▶ [Information provided]

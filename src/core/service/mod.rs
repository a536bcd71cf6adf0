//! HTTP trigger service.
//!
//! A network front door for the build pipeline: `POST /build` validates the
//! request, records a job, and enqueues it for the background worker; the
//! HTTP response never blocks on pipeline completion. Job progress is
//! queried via `GET /jobs/{id}`.

pub mod error;
pub mod job;
pub mod worker;

use axum::{
    extract::{Path, Query, State},
    http::StatusCode,
    response::IntoResponse,
    routing::{get, post},
    Json, Router,
};
use serde::{Deserialize, Serialize};
use std::path::PathBuf;
use std::sync::Arc;
use tokio::sync::mpsc;
use tower_http::trace::TraceLayer;

use crate::pipeline::{PipelineRequest, DEFAULT_GIT_REF};
use error::{ApiError, ApiResult};
use job::{BuildJob, JobStore};

/// Accepted builds waiting for the worker. Requests past this are rejected
/// with 503 rather than queued without bound.
pub const QUEUE_CAPACITY: usize = 32;

/// One accepted build on its way to the worker.
pub struct QueuedBuild {
    pub job_id: String,
    pub request: PipelineRequest,
}

/// Shared state: the job records and the sending half of the build queue.
pub struct AppState {
    pub jobs: Arc<JobStore>,
    pub queue: mpsc::Sender<QueuedBuild>,
    /// Deploy root for builds that do not specify one.
    pub web_root: PathBuf,
}

impl AppState {
    /// Build the state plus the receiving half the worker loop consumes.
    pub fn new(web_root: PathBuf) -> (Arc<AppState>, mpsc::Receiver<QueuedBuild>) {
        let (tx, rx) = mpsc::channel(QUEUE_CAPACITY);
        let state = Arc::new(AppState {
            jobs: Arc::new(JobStore::new()),
            queue: tx,
            web_root,
        });
        (state, rx)
    }
}

/// Create the service router with all endpoints.
pub fn router(state: Arc<AppState>) -> Router {
    Router::new()
        .route("/", get(index))
        .route("/build", post(trigger_build))
        .route("/jobs/{id}", get(get_job))
        .with_state(state)
        .layer(TraceLayer::new_for_http())
}

/// GET /
/// Liveness greeting.
async fn index() -> &'static str {
    "welcome to gitstatic"
}

/// Build trigger parameters, accepted as query string or form body.
#[derive(Debug, Default, Clone, Deserialize)]
struct BuildParams {
    git_url: Option<String>,
    git_ref: Option<String>,
    web_root: Option<String>,
}

impl BuildParams {
    /// Form fields win over query parameters; either source is accepted.
    fn merge(form: BuildParams, query: BuildParams) -> BuildParams {
        BuildParams {
            git_url: form.git_url.or(query.git_url),
            git_ref: form.git_ref.or(query.git_ref),
            web_root: form.web_root.or(query.web_root),
        }
    }
}

#[derive(Debug, Serialize)]
struct TriggerResponse {
    msg: &'static str,
    job_id: String,
}

/// POST /build
/// Validate the request, record a queued job, and hand it to the worker.
async fn trigger_build(
    State(state): State<Arc<AppState>>,
    Query(query): Query<BuildParams>,
    body: String,
) -> ApiResult<impl IntoResponse> {
    // A urlencoded form body and the query string are both accepted; a
    // missing or non-form body simply contributes nothing.
    let form: BuildParams = serde_urlencoded::from_str(&body).unwrap_or_default();
    let params = BuildParams::merge(form, query);

    let git_url = params
        .git_url
        .filter(|url| !url.trim().is_empty())
        .ok_or_else(|| ApiError::BadRequest("missing required parameter: git_url".to_string()))?;

    let git_ref = params
        .git_ref
        .unwrap_or_else(|| DEFAULT_GIT_REF.to_string());
    let web_root = params
        .web_root
        .map(PathBuf::from)
        .unwrap_or_else(|| state.web_root.clone());

    let job_id = uuid::Uuid::new_v4().to_string();
    let job = BuildJob::new(job_id.clone(), git_url.clone(), git_ref.clone());
    state.jobs.create(job).await;

    let queued = QueuedBuild {
        job_id: job_id.clone(),
        request: PipelineRequest {
            git_url: git_url.clone(),
            git_ref,
            web_root,
            keep_workdir: false,
        },
    };

    if let Err(e) = state.queue.try_send(queued) {
        tracing::warn!(job_id = %job_id, "Build queue rejected job: {}", e);
        state
            .jobs
            .finish_failure(&job_id, "build queue is full".to_string())
            .await;
        return Err(ApiError::Unavailable("build queue is full".to_string()));
    }

    tracing::info!(job_id = %job_id, git_url = %git_url, "Build queued");

    Ok((
        StatusCode::ACCEPTED,
        Json(TriggerResponse {
            msg: "git url received",
            job_id,
        }),
    ))
}

/// GET /jobs/{id}
/// Job status query; also how pipeline failures surface asynchronously.
async fn get_job(
    State(state): State<Arc<AppState>>,
    Path(id): Path<String>,
) -> ApiResult<Json<BuildJob>> {
    let job = state
        .jobs
        .get(&id)
        .await
        .ok_or_else(|| ApiError::NotFound(format!("job {} not found", id)))?;
    Ok(Json(job))
}

/// Serve the trigger service until the process is terminated.
///
/// Binds the listener, spawns the worker loop, and runs axum.
pub async fn serve(bind: &str, web_root: PathBuf) -> std::io::Result<()> {
    let (state, rx) = AppState::new(web_root);

    tokio::spawn(worker::run(rx, state.jobs.clone()));

    let app = router(state);
    tracing::info!("Listening on {}", bind);

    let listener = tokio::net::TcpListener::bind(bind).await?;
    axum::serve(listener, app).await
}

▶ [Required work] If a line of the entries contains "AppState", it counts; say how many such lines there are and give only the number.

▶ [Answer box] 8